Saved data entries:

■ ■ ■ ■ ■ ■ ■

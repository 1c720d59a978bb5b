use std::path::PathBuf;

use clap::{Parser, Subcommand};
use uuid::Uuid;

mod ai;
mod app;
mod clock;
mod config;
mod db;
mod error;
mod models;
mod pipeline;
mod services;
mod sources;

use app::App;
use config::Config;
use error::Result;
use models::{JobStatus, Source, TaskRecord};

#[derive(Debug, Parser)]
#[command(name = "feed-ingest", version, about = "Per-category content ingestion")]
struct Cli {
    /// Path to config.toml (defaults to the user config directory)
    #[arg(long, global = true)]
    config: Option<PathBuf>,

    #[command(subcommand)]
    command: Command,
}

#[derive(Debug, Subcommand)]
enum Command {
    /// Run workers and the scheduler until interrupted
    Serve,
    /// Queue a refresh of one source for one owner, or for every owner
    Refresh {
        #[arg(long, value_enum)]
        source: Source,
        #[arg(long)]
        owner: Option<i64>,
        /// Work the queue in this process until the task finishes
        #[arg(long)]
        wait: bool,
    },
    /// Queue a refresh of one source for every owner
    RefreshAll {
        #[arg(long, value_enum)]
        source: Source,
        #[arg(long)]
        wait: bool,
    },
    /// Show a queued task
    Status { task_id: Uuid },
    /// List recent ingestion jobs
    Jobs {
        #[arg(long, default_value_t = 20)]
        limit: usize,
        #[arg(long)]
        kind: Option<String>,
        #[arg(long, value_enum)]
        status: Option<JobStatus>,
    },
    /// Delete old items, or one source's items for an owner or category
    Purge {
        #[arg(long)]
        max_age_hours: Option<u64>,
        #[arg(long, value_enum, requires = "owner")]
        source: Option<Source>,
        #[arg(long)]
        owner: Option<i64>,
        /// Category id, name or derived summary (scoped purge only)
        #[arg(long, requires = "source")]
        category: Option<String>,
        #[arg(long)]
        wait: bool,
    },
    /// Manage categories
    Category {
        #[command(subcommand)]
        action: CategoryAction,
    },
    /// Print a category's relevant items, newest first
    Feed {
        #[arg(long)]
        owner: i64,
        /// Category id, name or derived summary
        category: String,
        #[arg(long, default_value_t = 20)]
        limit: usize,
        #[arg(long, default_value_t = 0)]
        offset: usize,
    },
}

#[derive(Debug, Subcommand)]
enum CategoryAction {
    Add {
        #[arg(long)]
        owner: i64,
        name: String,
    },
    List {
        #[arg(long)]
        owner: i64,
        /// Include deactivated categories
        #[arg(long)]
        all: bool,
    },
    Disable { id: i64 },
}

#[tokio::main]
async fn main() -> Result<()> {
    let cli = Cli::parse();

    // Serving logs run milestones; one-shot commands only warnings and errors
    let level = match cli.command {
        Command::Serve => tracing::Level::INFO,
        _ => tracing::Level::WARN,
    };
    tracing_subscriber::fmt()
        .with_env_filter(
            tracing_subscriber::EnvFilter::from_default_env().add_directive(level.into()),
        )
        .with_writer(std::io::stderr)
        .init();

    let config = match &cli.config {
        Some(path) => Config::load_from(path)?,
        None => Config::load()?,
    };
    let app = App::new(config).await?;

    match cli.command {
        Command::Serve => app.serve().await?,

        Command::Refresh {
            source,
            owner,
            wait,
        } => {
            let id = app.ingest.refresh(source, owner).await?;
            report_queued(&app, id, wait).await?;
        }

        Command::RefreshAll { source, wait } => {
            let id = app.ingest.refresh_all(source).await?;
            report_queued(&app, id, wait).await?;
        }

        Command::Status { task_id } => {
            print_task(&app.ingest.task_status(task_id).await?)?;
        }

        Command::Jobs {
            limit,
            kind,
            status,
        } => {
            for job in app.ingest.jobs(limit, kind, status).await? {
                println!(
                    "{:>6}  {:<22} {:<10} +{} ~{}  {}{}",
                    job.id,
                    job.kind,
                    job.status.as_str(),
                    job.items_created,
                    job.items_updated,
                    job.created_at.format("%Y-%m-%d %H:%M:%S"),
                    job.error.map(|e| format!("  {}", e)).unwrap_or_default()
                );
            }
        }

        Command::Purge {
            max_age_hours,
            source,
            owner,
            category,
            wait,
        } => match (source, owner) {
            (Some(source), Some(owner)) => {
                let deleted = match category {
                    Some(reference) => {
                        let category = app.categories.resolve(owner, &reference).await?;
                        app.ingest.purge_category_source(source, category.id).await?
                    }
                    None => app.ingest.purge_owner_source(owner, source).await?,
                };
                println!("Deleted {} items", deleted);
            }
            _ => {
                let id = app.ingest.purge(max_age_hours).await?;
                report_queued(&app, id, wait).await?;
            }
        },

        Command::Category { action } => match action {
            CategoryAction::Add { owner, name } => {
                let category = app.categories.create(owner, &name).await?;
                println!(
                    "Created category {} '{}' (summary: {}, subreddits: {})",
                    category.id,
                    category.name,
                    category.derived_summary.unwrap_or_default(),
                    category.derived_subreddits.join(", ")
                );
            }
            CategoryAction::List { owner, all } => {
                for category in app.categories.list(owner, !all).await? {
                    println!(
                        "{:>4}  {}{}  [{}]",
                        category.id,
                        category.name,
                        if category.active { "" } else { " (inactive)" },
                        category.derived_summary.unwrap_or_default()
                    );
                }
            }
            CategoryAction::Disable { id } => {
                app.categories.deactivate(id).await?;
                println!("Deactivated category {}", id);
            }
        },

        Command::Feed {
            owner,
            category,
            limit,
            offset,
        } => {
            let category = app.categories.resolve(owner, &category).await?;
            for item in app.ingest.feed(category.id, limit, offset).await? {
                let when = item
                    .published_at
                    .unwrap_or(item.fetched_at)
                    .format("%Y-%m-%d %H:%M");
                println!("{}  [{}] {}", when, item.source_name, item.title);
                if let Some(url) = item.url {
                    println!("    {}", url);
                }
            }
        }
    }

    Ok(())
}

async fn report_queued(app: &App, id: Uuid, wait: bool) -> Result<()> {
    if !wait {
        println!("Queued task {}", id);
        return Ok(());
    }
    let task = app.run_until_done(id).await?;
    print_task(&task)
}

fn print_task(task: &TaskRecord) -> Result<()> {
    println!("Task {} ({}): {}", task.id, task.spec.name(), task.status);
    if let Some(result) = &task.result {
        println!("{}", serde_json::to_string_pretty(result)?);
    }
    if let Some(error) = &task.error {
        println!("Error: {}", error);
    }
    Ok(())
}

■ ■ ■ ■ ■ ■ ■

Search the entries for the string "Serve". Copy every line that has it.

* Task output:
    Serve,
        Command::Serve => tracing::Level::INFO,
        Command::Serve => app.serve().await?,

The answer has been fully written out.